The month of June has been home to many historical events over the years. Here’s a look at some that helped to shape the world in June 1925.

• Twenty-one-year-old New York Yankee Lou Gehrig is inserted as a pinch hitter for Pee-Wee Wanninger in a game versus the Washington Senators on June 1. Gehrig’s appearance begins what would become a streak of 2,130 consecutive games played.

• An Independence Tribunal orders the closure of Turkey’s Progressive Republican Party on June 3. The order is issued on the grounds that the party had supported the protection of Islamic religious customs that had spurred the Sheikh Said rebellion.

• The Rentenmark becomes obsolete in Germany on June 5. The currency had initially been issued in 1923 to combat hyperinflation in the Weimar Republic. The Reichsmark replaced the Rentenmark.

• Walter P. Chrysler incorporates the Chrysler Corporation on June 6 after acquiring the assets of the defunct Maxwell Motor Company.

• Norway sends out two planes to search for Roald Amundsen and his crew on June 6. The explorers had been on the North Pole seaplane expedition but were missing for two weeks before the planes were sent. Amundsen and his crew would land safely in Norway on June 16.

• On June 7, the Beaumont-Hamel Newfoundland Memorial is unveiled on the grounds where the Battle of the Somme had taken place in France in July 1916.

• Seventeen people are killed as a result of a coal mine explosion in Sturgis, Kentucky, on June 8.

• Eddie Gaedel is born in Chicago on June 8. Despite his career lasting just a single plate appearance, the 3-foot-7 Gaedel is remembered as the shortest player in Major League Baseball History.

• On June 11, the Republic of China agrees to assist the Empire of Japan and Japanese soldiers with the removal of Korean immigrants from China’s northeastern provinces, where Korean independence agitators had established a foothold.

• The Southern Branch of the University of California, now known as the University of California, Los Angeles, awards its first Bachelor of Arts degrees on June 12. Ninety-eight of the 128 degrees are awarded to women.

• Charles Francis Jenkins publicly demonstrates the synchronized transmission of pictures and sound in Washington, D.C. on June 13.

• Hawaiian surfer Duke Kahanamoku, a gold medal-winning swimmer at the 1912 Olympic Games, saves eight people off the coast of Newport Beach, California, on June 14. Kahanamoku’s heroics were prompted by the capsizing of the fishing yacht Thelma.

• The Philadelphia Athletics score 13 runs in the eighth inning of a game versus the Cleveland Indians on June 15. The thirteen-run outburst erases a 14-2 deficit, and the comeback from 12 runs down remains a record today.
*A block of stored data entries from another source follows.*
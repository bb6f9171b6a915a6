use core::f32::consts::TAU;

use crate::coords::{ColorRgba, Vec2};

use super::Geometry;

#[inline]
fn ellipse_point(center: Vec2, a: f32, b: f32, angle: f32) -> Vec2 {
    let (sin, cos) = angle.sin_cos();
    Vec2::new(center.x + a * sin, center.y - b * cos)
}

/// Tessellates a filled axis-aligned ellipse with radii `a` (horizontal) and
/// `b` (vertical). `segments` should come from the larger screen-space
/// radius.
pub fn build_ellipse(
    out: &mut Geometry,
    center: Vec2,
    a: f32,
    b: f32,
    inner_color: ColorRgba,
    outer_color: ColorRgba,
    segments: u16,
) -> bool {
    if !(a > 0.0) || !(b > 0.0) || !center.is_finite() || segments < 3 {
        return false;
    }

    let hub = out.push(center, inner_color);
    let step = TAU / segments as f32;
    for i in 0..segments {
        out.push(ellipse_point(center, a, b, step * i as f32), outer_color);
    }
    for i in 0..segments {
        let next = (i + 1) % segments;
        out.push_triangle(hub, hub + 1 + i, hub + 1 + next);
    }
    true
}

/// Tessellates an elliptical ring between the inner radii (`a_inner`,
/// `b_inner`) and those radii grown by `thickness`.
pub fn build_ellipse_frame(
    out: &mut Geometry,
    center: Vec2,
    a_inner: f32,
    b_inner: f32,
    thickness: f32,
    inner_color: ColorRgba,
    outer_color: ColorRgba,
    segments: u16,
) -> bool {
    let a_inner = a_inner.max(0.0);
    let b_inner = b_inner.max(0.0);
    if !(thickness > 0.0) || !center.is_finite() || segments < 3 {
        return false;
    }

    let (a_outer, b_outer) = (a_inner + thickness, b_inner + thickness);
    let base = out.vertices.len() as u16;
    let step = TAU / segments as f32;
    for i in 0..segments {
        let angle = step * i as f32;
        out.push(ellipse_point(center, a_inner, b_inner, angle), inner_color);
        out.push(ellipse_point(center, a_outer, b_outer, angle), outer_color);
    }
    for i in 0..segments {
        let next = (i + 1) % segments;
        let (i0, o0) = (base + 2 * i, base + 2 * i + 1);
        let (i1, o1) = (base + 2 * next, base + 2 * next + 1);
        out.push_quad_indices(i0, o0, o1, i1);
    }
    true
}

#[cfg(test)]
mod tests {
    use super::*;

    const WHITE: ColorRgba = ColorRgba::white();
    const BLACK: ColorRgba = ColorRgba::black();

    #[test]
    fn ellipse_fan_counts() {
        let mut g = Geometry::new();
        assert!(build_ellipse(&mut g, Vec2::zero(), 20.0, 10.0, WHITE, BLACK, 16));
        assert_eq!(g.vertices.len(), 17);
        assert_eq!(g.indices.len(), 48);
    }

    #[test]
    fn ellipse_rim_satisfies_implicit_equation() {
        let mut g = Geometry::new();
        build_ellipse(&mut g, Vec2::zero(), 20.0, 10.0, WHITE, BLACK, 16);
        for v in &g.vertices[1..] {
            let e = (v.pos[0] / 20.0).powi(2) + (v.pos[1] / 10.0).powi(2);
            assert!((e - 1.0).abs() < 1e-4);
        }
    }

    #[test]
    fn ellipse_degenerate_axis_is_noop() {
        let mut g = Geometry::new();
        assert!(!build_ellipse(&mut g, Vec2::zero(), 0.0, 10.0, WHITE, BLACK, 16));
        assert!(!build_ellipse(&mut g, Vec2::zero(), 10.0, -1.0, WHITE, BLACK, 16));
        assert!(g.is_empty());
    }

    #[test]
    fn frame_grows_outward_by_thickness() {
        let mut g = Geometry::new();
        assert!(build_ellipse_frame(&mut g, Vec2::zero(), 20.0, 10.0, 2.0, WHITE, BLACK, 8));
        // Outer vertices satisfy the grown-ellipse equation.
        for pair in g.vertices.chunks(2) {
            let o = pair[1].pos;
            let e = (o[0] / 22.0).powi(2) + (o[1] / 12.0).powi(2);
            assert!((e - 1.0).abs() < 1e-4);
        }
    }
}
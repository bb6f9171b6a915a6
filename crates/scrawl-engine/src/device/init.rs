/// Initialization parameters for the GPU layer.
///
/// Keep this structure stable and minimal. Add configuration flags only when
/// a concrete platform or backend requirement exists.
#[derive(Debug, Clone)]
pub struct GpuInit {
    /// Prefer an sRGB surface format when available.
    ///
    /// sRGB is typically required for correct 2D color output.
    pub prefer_srgb: bool,

    /// Present mode (swap behavior).
    ///
    /// FIFO is broadly supported and generally appropriate for 2D workloads.
    pub present_mode: wgpu::PresentMode,

    /// Optional alpha mode preference for the surface.
    ///
    /// If provided but unsupported on the current surface, a supported mode
    /// is selected.
    pub alpha_mode: Option<wgpu::CompositeAlphaMode>,

    /// Required wgpu features.
    ///
    /// Favor an empty set for portability unless a feature is strictly
    /// necessary.
    pub required_features: wgpu::Features,

    /// Limits requested from the adapter/device.
    pub required_limits: wgpu::Limits,

    /// Desired maximum frame latency for the surface.
    ///
    /// This value is a hint; support depends on platform/backend.
    pub desired_maximum_frame_latency: u32,
}

impl Default for GpuInit {
    fn default() -> Self {
        Self {
            prefer_srgb: true,
            present_mode: wgpu::PresentMode::Fifo,
            alpha_mode: None,
            required_features: wgpu::Features::empty(),
            required_limits: wgpu::Limits::default(),
            desired_maximum_frame_latency: 2,
        }
    }
}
The 1925 Athletics share the record with the 1911 Detroit Tigers and the 2001 Indians.

• Thirty-eight nations sign the Geneva Protocol on June 17. The protocol establishes a general prohibition on the usage of chemical and biological weapons in international armed conflicts.

• Italian Prime Minister Benito Mussolini launches “La battaglia del grano” (“The Battle for Grain”) on June 20. The campaign aspires to decrease Italy’s reliance on imported grain and advocates for the consumption of rice and rice-based substitutes for traditional Italian foods.

• The Vietnamese Revolutionary Youth League is formally established on June 21. The organization is considered the beginning of communism in Vietnam.

• The Irish Free State holds elections on June 23. The elections are the first local elections since Ireland gained its independence.

• General Theodoros Pangalos leads a bloodless coup d’etat to overthrow the government of the Second Hellenic Republic on June 25. Pangalos installs himself as the leader of Greece a day later.

• “The Gold Rush” starring Charlie Chaplin premieres at Grauman’s Egyptian Theatre in Hollywood on June 26. The film remains one of the most celebrated works of Chaplin’s career.

• After a speech by Helen Keller at its international convention in Ohio, the Lions Club formally launches its signature mission of assistance to the blind and the visually impaired on June 30.